Christopher Augustus Cox responded to the “Call to Arms” and found himself assigned to the 7th (Service) Battalion of the Bedfordshire Regiment as No. 13909 Pte. C A Cox – stretcher-bearer.
By March 1917, the Front had advanced to the Loupart Line and the Bedfords were ordered to Aichet Le Grande. Three days of fighting under heavy German fire saw Chris in almost continuous action. Witness accounts from officers and men from his own and other companies spoke of heroism “Saving many lives that day by risking his own” – testaments which were to see him recommended for the Victoria Cross. In 1917, Private Cox was awarded the Victoria Cross “for the most conspicuous gallantry and continuous devotion to duty when acting as a Stretcher Bearer during the operation against Achiet-le-Grand on 15th March. The citation reads: “Private Cox, with absolute disregard for his own personal safety, went out into the open over absolutely fire-swept ground and single-handed rescued four men. Having collected all the wounded of his own battalion, he assisted in bringing in the wounded of the neighbouring battalion.

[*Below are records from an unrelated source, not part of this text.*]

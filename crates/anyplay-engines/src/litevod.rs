//! Lite VOD backend
//!
//! Integer-event-id VOD SDK: every native notification arrives through one
//! `on_play_event(id, params)` channel, including errors, which occupy the
//! negative id space. Fatality is a fixed id set, not a code range.

use crate::EngineFactory;
use anyplay_core::{
    Backend, Engine, EngineConfig, EngineEvent, EngineFault, EventSink, RenderMode, ScalingMode,
    VolumeRoute,
};
use serde_json::{Map, Value};

/// Vendor event ids.
pub mod event_id {
    /// First video frame received.
    pub const FIRST_VIDEO_FRAME: i32 = 2003;
    /// Playback started.
    pub const PLAY_BEGIN: i32 = 2004;
    /// Progress tick.
    pub const PLAY_PROGRESS: i32 = 2005;
    /// Playback reached the end.
    pub const PLAY_END: i32 = 2006;
    /// Buffering started.
    pub const PLAY_LOADING: i32 = 2007;
    /// Video resolution known or changed.
    pub const RESOLUTION_CHANGED: i32 = 2009;
    /// Asset prepared.
    pub const VOD_PREPARED: i32 = 2013;
    /// Buffering ended.
    pub const VOD_LOADING_END: i32 = 2014;
    /// A previously issued seek finished.
    pub const SEEK_COMPLETE: i32 = 2019;

    /// Network dropped and reconnection retries were exhausted.
    pub const ERR_NET_DISCONNECT: i32 = -2301;
    /// Playback file does not exist.
    pub const ERR_FILE_NOT_FOUND: i32 = -2303;
    /// HLS decryption key fetch failed.
    pub const ERR_HLS_KEY: i32 = -2305;
    /// File-info request for the VOD asset failed.
    pub const ERR_GET_PLAYINFO_FAIL: i32 = -2306;
    /// Licence check failed.
    pub const ERR_LICENCE_CHECK_FAIL: i32 = -2308;
    pub const ERR_UNKNOWN: i32 = -10000;
    pub const ERR_GENERAL: i32 = -10001;
    pub const ERR_DEMUXER_FAIL: i32 = -10002;
    pub const ERR_SYSTEM_PLAY_FAIL: i32 = -10003;
    pub const ERR_DEMUXER_TIMEOUT: i32 = -10004;
    pub const ERR_DECODE_VIDEO_FAIL: i32 = -10005;
    pub const ERR_DECODE_AUDIO_FAIL: i32 = -10006;
    pub const ERR_DECODE_SUBTITLE_FAIL: i32 = -10007;
    pub const ERR_RENDER_FAIL: i32 = -10008;
    pub const ERR_PROCESS_VIDEO_FAIL: i32 = -10009;
    pub const ERR_DOWNLOAD_FAIL: i32 = -10010;
}

/// Event params key carrying the human-readable description.
pub const PARAM_MESSAGE: &str = "EVT_MSG";
/// Event params keys carrying video width/height on resolution changes.
pub const PARAM_WIDTH: &str = "EVT_PARAM1";
pub const PARAM_HEIGHT: &str = "EVT_PARAM2";

/// The fatal event-id set for this vendor. Anything here terminates the
/// session with a failure event; other unrecognized ids are dropped.
pub const FATAL_EVENT_IDS: &[i32] = &[
    event_id::ERR_NET_DISCONNECT,
    event_id::ERR_FILE_NOT_FOUND,
    event_id::ERR_HLS_KEY,
    event_id::ERR_GET_PLAYINFO_FAIL,
    event_id::ERR_LICENCE_CHECK_FAIL,
    event_id::ERR_UNKNOWN,
    event_id::ERR_GENERAL,
    event_id::ERR_DEMUXER_FAIL,
    event_id::ERR_SYSTEM_PLAY_FAIL,
    event_id::ERR_DEMUXER_TIMEOUT,
    event_id::ERR_DECODE_VIDEO_FAIL,
    event_id::ERR_DECODE_AUDIO_FAIL,
    event_id::ERR_DECODE_SUBTITLE_FAIL,
    event_id::ERR_RENDER_FAIL,
    event_id::ERR_PROCESS_VIDEO_FAIL,
    event_id::ERR_DOWNLOAD_FAIL,
];

pub fn is_fatal(event_id: i32) -> bool {
    FATAL_EVENT_IDS.contains(&event_id)
}

fn dimension(params: &Map<String, Value>, key: &str) -> u32 {
    params
        .get(key)
        .and_then(Value::as_u64)
        .map(|v| v as u32)
        .unwrap_or(0)
}

/// Static translation table from vendor event ids to the normalized set.
/// Ids with no entry (and no fatality classification) return `None` and
/// are dropped.
pub fn translate(id: i32, params: &Map<String, Value>) -> Option<EngineEvent> {
    match id {
        event_id::FIRST_VIDEO_FRAME => Some(EngineEvent::FirstFrame),
        event_id::VOD_PREPARED => Some(EngineEvent::Prepared),
        event_id::PLAY_LOADING => Some(EngineEvent::LoadingStart),
        event_id::VOD_LOADING_END => Some(EngineEvent::LoadingEnd),
        event_id::SEEK_COMPLETE => Some(EngineEvent::SeekCompleted),
        event_id::PLAY_BEGIN | event_id::PLAY_PROGRESS => Some(EngineEvent::Progress),
        event_id::PLAY_END => Some(EngineEvent::Completed),
        event_id::RESOLUTION_CHANGED => Some(EngineEvent::VideoSize {
            width: dimension(params, PARAM_WIDTH),
            height: dimension(params, PARAM_HEIGHT),
        }),
        id if is_fatal(id) => {
            let message = params
                .get(PARAM_MESSAGE)
                .and_then(Value::as_str)
                .unwrap_or("playback error")
                .to_string();
            Some(EngineEvent::Error(EngineFault {
                code: id as i64,
                message,
                details: params.clone(),
            }))
        }
        _ => None,
    }
}

/// Callback surface the vendor listener binding reports into.
pub struct LiteVodCallbacks {
    sink: EventSink,
}

impl LiteVodCallbacks {
    pub fn new(sink: EventSink) -> Self {
        Self { sink }
    }

    pub fn on_play_event(&self, id: i32, params: &Map<String, Value>) {
        if let Some(event) = translate(id, params) {
            self.sink.emit(event);
        }
    }
}

/// The lite VOD backend.
pub struct LiteVod<E: Engine> {
    factory: EngineFactory<E>,
}

impl<E: Engine> LiteVod<E> {
    pub fn new(factory: EngineFactory<E>) -> Self {
        Self { factory }
    }
}

impl<E: Engine> Backend for LiteVod<E> {
    type Engine = E;

    const NAME: &'static str = "litevod";
    const DEFAULT_AUTOPLAY: bool = false;
    const VOLUME_ROUTE: VolumeRoute = VolumeRoute::Native;
    const SUPPORTS_PIP: bool = true;

    fn render_mode(mode: ScalingMode) -> RenderMode {
        // Vendor render enum: 0 fill-screen (crop), 1 fill-edge (letterbox).
        match mode {
            ScalingMode::Fill => RenderMode(0),
            ScalingMode::Fit | ScalingMode::None => RenderMode(1),
        }
    }

    fn engine_config() -> EngineConfig {
        EngineConfig {
            progress_interval_ms: 250,
            buffer_size_ms: 10_000,
            ..EngineConfig::default()
        }
    }

    fn create_engine(&mut self, config: &EngineConfig, sink: EventSink) -> Option<E> {
        (self.factory)(config, sink)
    }
}

#[cfg(test)]
mod tests {
    use super::*;

    fn no_params() -> Map<String, Value> {
        Map::new()
    }

    #[test]
    fn test_lifecycle_ids_translate() {
        let p = no_params();
        assert!(matches!(
            translate(event_id::VOD_PREPARED, &p),
            Some(EngineEvent::Prepared)
        ));
        assert!(matches!(
            translate(event_id::FIRST_VIDEO_FRAME, &p),
            Some(EngineEvent::FirstFrame)
        ));
        assert!(matches!(
            translate(event_id::PLAY_BEGIN, &p),
            Some(EngineEvent::Progress)
        ));
        assert!(matches!(
            translate(event_id::PLAY_PROGRESS, &p),
            Some(EngineEvent::Progress)
        ));
        assert!(matches!(
            translate(event_id::PLAY_END, &p),
            Some(EngineEvent::Completed)
        ));
        assert!(matches!(
            translate(event_id::SEEK_COMPLETE, &p),
            Some(EngineEvent::SeekCompleted)
        ));
    }

    #[test]
    fn test_unknown_positive_ids_are_dropped() {
        assert!(translate(2100, &no_params()).is_none());
        assert!(translate(0, &no_params()).is_none());
    }

    #[test]
    fn test_resolution_change_reads_params() {
        let mut params = Map::new();
        params.insert(PARAM_WIDTH.into(), 1920u32.into());
        params.insert(PARAM_HEIGHT.into(), 1080u32.into());
        match translate(event_id::RESOLUTION_CHANGED, &params) {
            Some(EngineEvent::VideoSize { width, height }) => {
                assert_eq!((width, height), (1920, 1080));
            }
            other => panic!("unexpected: {other:?}"),
        }
    }

    #[test]
    fn test_fatal_ids_become_faults_with_params() {
        let mut params = Map::new();
        params.insert(PARAM_MESSAGE.into(), "file not found".into());
        match translate(event_id::ERR_FILE_NOT_FOUND, &params) {
            Some(EngineEvent::Error(fault)) => {
                assert_eq!(fault.code, event_id::ERR_FILE_NOT_FOUND as i64);
                assert_eq!(fault.message, "file not found");
                assert_eq!(fault.details[PARAM_MESSAGE], "file not found");
            }
            other => panic!("unexpected: {other:?}"),
        }
    }

    #[test]
    fn test_fatality_classification() {
        for id in FATAL_EVENT_IDS {
            assert!(is_fatal(*id));
        }
        assert!(!is_fatal(event_id::PLAY_PROGRESS));
        assert!(!is_fatal(-1));
    }

    #[test]
    fn test_engine_config_overrides() {
        let config = <LiteVod<crate::testing::NullEngine> as Backend>::engine_config();
        assert_eq!(config.progress_interval_ms, 250);
        assert_eq!(config.buffer_size_ms, 10_000);
    }
}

“Lt. RJ Clarke wrote: “Heedless of the fire Private Cox went from shell hole to shell hole and bound the wounded up and after he had finished them started back with another man, with the most severe case. For the first 200 yards he was under MG fire, but without hesitating once he completed his journey and I saw him come back for a second load a few hours later.”
Receipt of the honour carried with it many subsequent invitations – to garden parties at Buckingham Palace, dinner at the House of Lords, Coronation celebrations for both King George VI and Queen Elizabeth II, and Victory celebrations at the end of WWII. He was also in demand at local events, planting a tree on Kings Langley Common and attending the annual Remembrance Day parades each November.
After the war, Cox worked in the Ovaltine Factory for many years.Christopher died on 28 April 1959 at the age of 69 and his passing was mourned by many. A man who truly lived an honest God fearing life, putting others before himself at all times, none more so than when rescuing injured comrades in the field of battle.